Moriah via Stony Brook & Carter-Moriah | 1/28/23
I feel as though I rarely write a trail report out of order, but today I choose to start with brief conditions and three lessons we learned today should you only read this first paragraph.
Carry at least one role of tape per member of your party.
Kind people on the trail make a good day great.
Being prepared to stay the night makes 2 hours of darkness way more comforting.
CONDITIONS SUMMARY: The trail is not packed. Approximately nine people traveled on Saturday. I guess that it needs at least another handful of groups in snowshoes to make it micro spike appropriate. Bring snowshoes, tape, and light traction.
Julia and I left campus at 5 AM and made way for Gorham to pick up Stony Brook Trail to gain tracing miles for me and 22/48 for Julia. We had a mixed precipitation drive, almost completely in darkness, and got suited up at the trailhead with usual winter hiking gear (linked below). I started in my base layers, shell pants, shell jacket, thin gloves, and an insulated headband. Additionally, after a brief look at the trail, it seemed as though only one track of snowshoes had been up since the most recent snowfall, so we wore snowshoes out of the parking lot.
Crossing the bridge in snowshoes was awkward as we tried to fit the large feet down on such little steps, but as we moved through the forest, the movement became easier. I had never been so thankful for snowshoes! Within the first mile or so, we ran into a pair, and not long after, we ran into a problem. Between both of Julia's snowshoes, she is supposed to have 10 straps. 8 of them, however, snapped right off. For the continuation, I proceeded behind filling in any holes she made with my snow shoes. It wasn’t ideal, but it was enough to gain the ridge and reevaluate from there.
Aside from the complications, the trail was just lovely. The first two miles followed peaceful woods, gaining only a couple hundred (500-600) feet until a deeper puddle of a stream crossing, which is marked on Gaia with a little spout icon, and we started to gain. As we got higher up, nothing felt too technical and the elevation gain soon granted views to the Carter-Moriah ridges out to the left.
Once we got to the Carter-Moriah ridge, it became clear almost instantly that the drifts were to make things even harder on no snowshoes. Even before we got there, the post holes on the ridge were troubling. We moved slowly as Julia tried to figure out a way to minimize impact and soon, we found another group of two. In the most polite way possible, they inquired about the lack of snowshoes, for which we explained the breakage.
By reading the recent reports, it was BubblesTheHiker and a friend, so hello from the medical tape snowshoe crew! But more than that, they also expressed sympathy for how hard it would be going down, which I realized was to be a disaster.

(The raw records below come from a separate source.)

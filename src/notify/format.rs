//! Message rendering for Telegram's MarkdownV2 dialect.
//!
//! All user-facing text is escaped here; the notifier receives pre-escaped
//! messages and never has to re-escape.

use chrono::{FixedOffset, Utc};

use crate::model::Outcome;
use crate::notify::NotificationUnit;

/// Characters MarkdownV2 reserves.
const ESCAPE_CHARS: &[char] = &[
    '_', '*', '[', ']', '(', ')', '~', '`', '>', '#', '+', '-', '=', '|', '{', '}', '.', '!',
];

/// Escape every reserved MarkdownV2 character.
pub fn escape_markdown(text: &str) -> String {
    let mut out = String::with_capacity(text.len());
    for c in text.chars() {
        if ESCAPE_CHARS.contains(&c) {
            out.push('\\');
        }
        out.push(c);
    }
    out
}

/// Parentheses inside an inline-link URL break the link markup; percent-encode them.
fn escape_url(url: &str) -> String {
    url.replace('(', "%28").replace(')', "%29")
}

/// Render timestamp in exchange-local time (IST).
fn timestamp() -> String {
    let ist = FixedOffset::east_opt(5 * 3600 + 1800).expect("valid IST offset");
    let now = Utc::now().with_timezone(&ist);
    escape_markdown(&now.format("%Y-%m-%d %H:%M IST").to_string())
}

fn document_link(document_url: &Option<String>) -> String {
    match document_url {
        Some(url) => format!("\n*Original document:* [Link]({})", escape_url(url)),
        None => String::new(),
    }
}

/// Render one notification unit into a MarkdownV2 message.
pub fn render(unit: &NotificationUnit) -> String {
    let company = escape_markdown(unit.company_name.trim());
    let doc_link = document_link(&unit.document_url);
    let ts = timestamp();

    match &unit.outcome {
        Outcome::Summary { points, sentiment } => {
            let bullet_points: Vec<String> = points
                .iter()
                .map(|p| format!("• {}", escape_markdown(p)))
                .collect();
            format!(
                "📊 *New AI Summary: {company}*\n\n\
                 *Sentiment:* `{}`\n\n\
                 *Key Points:*\n{}{doc_link}\n\n_{ts}_",
                escape_markdown(&sentiment.to_string()),
                bullet_points.join("\n"),
            )
        }
        Outcome::MediaSummary {
            points,
            sentiment,
            source_url,
        } => {
            let bullet_points: Vec<String> = points
                .iter()
                .map(|p| format!("• {}", escape_markdown(p)))
                .collect();
            format!(
                "📊 *New AI Summary: {company}*\n\n\
                 *Sentiment:* `{}`\n\n\
                 *Key Points:*\n{}{doc_link}\n\
                 *Media:* [Link]({})\n\n_{ts}_",
                escape_markdown(&sentiment.to_string()),
                bullet_points.join("\n"),
                escape_url(source_url),
            )
        }
        Outcome::LinkNotice { url } => {
            format!(
                "🔗 *Web Link Found: {company}*\n{doc_link}\n\
                 *Web Link:* [Link]({})\n\n_{ts}_",
                escape_url(url),
            )
        }
        Outcome::Failure { reason } => {
            format!(
                "❌ *Processing Failed*\n\
                 Company: {company}\n\
                 Error: `{}`{doc_link}\n\n_{ts}_",
                escape_markdown(reason),
            )
        }
    }
}

#[cfg(test)]
mod tests {
    use super::*;
    use crate::model::Sentiment;
    use crate::notify::NotificationUnit;

    #[test]
    fn escapes_all_reserved_characters() {
        let escaped = escape_markdown("a.b-c (d) [e]!");
        assert_eq!(escaped, r"a\.b\-c \(d\) \[e\]\!");
    }

    #[test]
    fn url_parentheses_are_percent_encoded() {
        assert_eq!(
            escape_url("https://x.test/doc(1).pdf"),
            "https://x.test/doc%281%29.pdf"
        );
    }

    #[test]
    fn summary_message_contains_escaped_points() {
        let unit = NotificationUnit::for_outcome(
            "Acme Ltd.",
            Some("https://x.test/a.pdf".into()),
            crate::model::Outcome::Summary {
                points: vec!["Margins improved by 2.5%.".into()],
                sentiment: Sentiment::ModeratelyBullish,
            },
        );
        let message = render(&unit);
        assert!(message.contains(r"Acme Ltd\."));
        assert!(message.contains(r"• Margins improved by 2\.5%\."));
        assert!(message.contains("Moderately Bullish"));
        assert!(message.contains("Original document"));
    }

    #[test]
    fn failure_message_names_the_reason() {
        let unit = NotificationUnit::for_outcome(
            "Acme",
            None,
            crate::model::Outcome::Failure {
                reason: "media fetch failed: HTTP 404".into(),
            },
        );
        let message = render(&unit);
        assert!(message.starts_with("❌"));
        assert!(message.contains("media fetch failed"));
        assert!(!message.contains("Original document"));
    }
}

Being approached by people that left us feeling encouraged rather than bad about it, inspired us to attempt rehabilitation. Julia and I are both Wilderness First Responders who came equipped to treat injury, but we’d rather not use that on a messed up kneecap from a post-hole-momentum disaster. So, we used our resources.
The franken-snowshoes were no substitute for working snowshoes, but they fixed the impact problem and made her more stable. It took two full roles of medical tape to make them, and miraculously they lasted the rest of their need on the hike.
Shortly after the fix, we ran into a couple wearing spikes who thanked us for leading the way on snowshoes, which was ironic given the taping we just did. Nonetheless, we ended up summiting at about 3 PM, which was my turnaround time. We’d been slowed a lot given the technical issues, but it was a blessing to have been able to see evening light over the Baldface, Carter, and Northern Presidential ranges.
Intending to get back to the junction at 4:30, we exceeded expectations and traveled back in a good third of the time it took us to get out due to the snowshoe innovation. After a quick snack and headlamp locating, we moved swiftly down the steeper sections of Stony Brook, continuing to smooth out the trail, and put headlamps on the right as we got past the steepest aspect.
Once we got to the flats, it was pretty smooth going and I was surprised to find how pleasant hiking in the dark was in the winter. During the summer, I loathe hiking in the dark. But, with a combination of fresh batteries, reflective snow, a great partner, and an intelligent German Shepard, I didn’t mind the darkness.
We crossed the bridge cheering, and I yet again reminded Julia how metal she was for braving a fake snowshoe for the majority of the hike. Shortly after, Ryan swung by the trailhead to bring us takeout, which was much appreciated.
All in all, today was so unexpected but well worth it. Had the snowshoe situation gone as planned, we would’ve beat dark by many hours. But, hiking is all about adapting to adverse conditions for fun, isn’t it?